Sa proposition fut aussitôt acceptée, personnellement je n'avais pas franchement envie, mais bon ça avait l'air de faire plaisir à tout le monde alors.. Soudain un garçon plutôt grand et aux cheveux aussi roux que les poils d'un renard s'écria :
-"Un action ou vérité, c'est une blague ou quoi ? Alors c'est ça la CAF ?! La soi-disant "meilleure fête de tout l'état de Caroline du Nord !" Et je cite notre hôte "celle durant laquelle toutes vos rencontres sont importantes et où chacune de vos actions à une conséquence..." Et j'en passe ! Vous vous foutez de nous ! On est des plus des gamins merde !".
Et tout le monde se tut d'un coup. Ce garçon je le connaissais vaguement, il avait été dans ma classe en seconde et avait eu l'art de gâcher l'ambiance toute l'année... À cela Jack répliqua simplement :
-"Euh, dégage si ça te plaît pas ! Jack n'avait vraiment pas le sens de la reparti et ce, depuis que je le connaissais. À cette parole, le garçon aux cheveux roux partit en direction de la forêt, son visage rempli de haine. Jake descendit de la table, sa trompette a la main et se dirigea vers le salon où les personnes partantes pour l'action-vérité le suivirent. John me demanda:
- "Tu veux y aller ?"
-"Oui pourquoi pas..."
Je venais d'apercevoir que Megan, elle, s'était dirigée vers la grange au fond du jardin où Derek venait de disparaitre. Il avait été accompagné d'un jeune homme que je ne connaissais pas et, sur le moment, cela me troubla.
Nous nous dirigeâmes ensuite John et moi vers l'immense salon de Derek où une trentaine de personnes étaient assises en cercle. Un gage venait d'être donné à une fille rondelette, et d'après ce que je voyais elle devait insérer sa langue dans l'oreille d'un petit maigrichon, ce qui avait l'air -étrangement- de fortement lui plaire.
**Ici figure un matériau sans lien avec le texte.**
// SPDX-FileCopyrightText: 2025 Jason Pena <jasonpena@awkless.com>
// SPDX-License-Identifier: MIT

//! Command workflows.
//!
//! Glue between a [`TemplateSource`], the matcher, and the merger, kept apart
//! from the command-line layer so any source can drive it.

use crate::{
    matcher::fuzzy_search,
    merge::{self, GitignoreMerger},
    remote::{self, TemplateSource},
};

use futures::future::try_join_all;
use tracing::{debug, instrument};

/// Search templates of source by fuzzy term.
///
/// # Errors
///
/// - Return [`remote::RemoteError`] if listing fails.
pub async fn search_templates(
    source: &impl TemplateSource,
    term: &str,
) -> remote::Result<Vec<String>> {
    Ok(fuzzy_search(source.list_templates().await?, term))
}

/// Fetch template bodies for requested names, in request order.
///
/// Lists templates once, and resolves every name before fetching any body.
/// Bodies are fetched concurrently. The first failure aborts the whole batch.
///
/// # Errors
///
/// - Return [`remote::RemoteError::NotFound`] if any name cannot be resolved.
/// - Return [`remote::RemoteError`] if listing or any fetch fails.
#[instrument(skip(source), level = "debug")]
pub async fn fetch_templates(
    source: &impl TemplateSource,
    names: &[String],
) -> remote::Result<Vec<Vec<u8>>> {
    let index = source.index().await?;
    let canonical = names
        .iter()
        .map(|name| index.resolve(name))
        .collect::<remote::Result<Vec<_>>>()?;
    debug!("resolved canonical names {canonical:?}");

    try_join_all(canonical.into_iter().map(|name| source.fetch_raw(name))).await
}

/// Fetch requested templates, and merge them into target file.
///
/// Nothing is written unless every template was fetched.
///
/// # Errors
///
/// - Return [`WorkflowError::Remote`] if fetching fails.
/// - Return [`WorkflowError::Merge`] if writing fails.
pub async fn generate_gitignore(
    source: &impl TemplateSource,
    merger: &GitignoreMerger,
    names: &[String],
) -> Result<()> {
    let contents = fetch_templates(source, names).await?;
    merger.generate(&contents, names)?;

    Ok(())
}

/// Confirmation message for generated file.
pub fn success_message(merger: &GitignoreMerger, names: &[String]) -> String {
    format!(
        "generated {} from templates: {}",
        merger.path().display(),
        names.join(", ")
    )
}

/// Workflow error types.
#[derive(Debug, thiserror::Error)]
pub enum WorkflowError {
    /// Template source operation fails.
    #[error(transparent)]
    Remote(#[from] remote::RemoteError),

    /// Merging templates into target file fails.
    #[error(transparent)]
    Merge(#[from] merge::MergeError),
}

/// Friendly result alias :3
pub type Result<T, E = WorkflowError> = std::result::Result<T, E>;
Nous nous regardâmes John et moi et nous éclatâmes d'un grand rire. C'était répugnant.
On prit place dans le cercle, John me caressait la main comme pour me rassurer, en attendant que vînt notre tour de gage. Plusieurs personnes durent s'emballer, raconter une histoire érotique, leur plus grand fantasme, et un garçon du nom de Frank dut se mettre le plus de légumes possible dans le caleçon. Encore en train de rire du dernier concombre que Frank avait réussi à introduire, Jack me regarda avec un air de chasseur guettant sa proie:
-"Abby ! Finie de rire ma poule : action ou vérité ?"
Vu ce que je venais de voir comme gages sordides mais certes drôles, je choisis vérité.
-"Mmh, qu'est-ce qu'on pourrait demander à la petite cheerleadeuse à la vie parfaite... Raconte-nous le pire truc, le pire souvenir de ta vie !", dit-il tout excité. Je me raidis d'un coup et John le sentit aussitôt. Il avait arrêté de me caresser la main; tout le monde me regardait, je me levai d'un coup et sortis dans le jardin, John sur mes talons.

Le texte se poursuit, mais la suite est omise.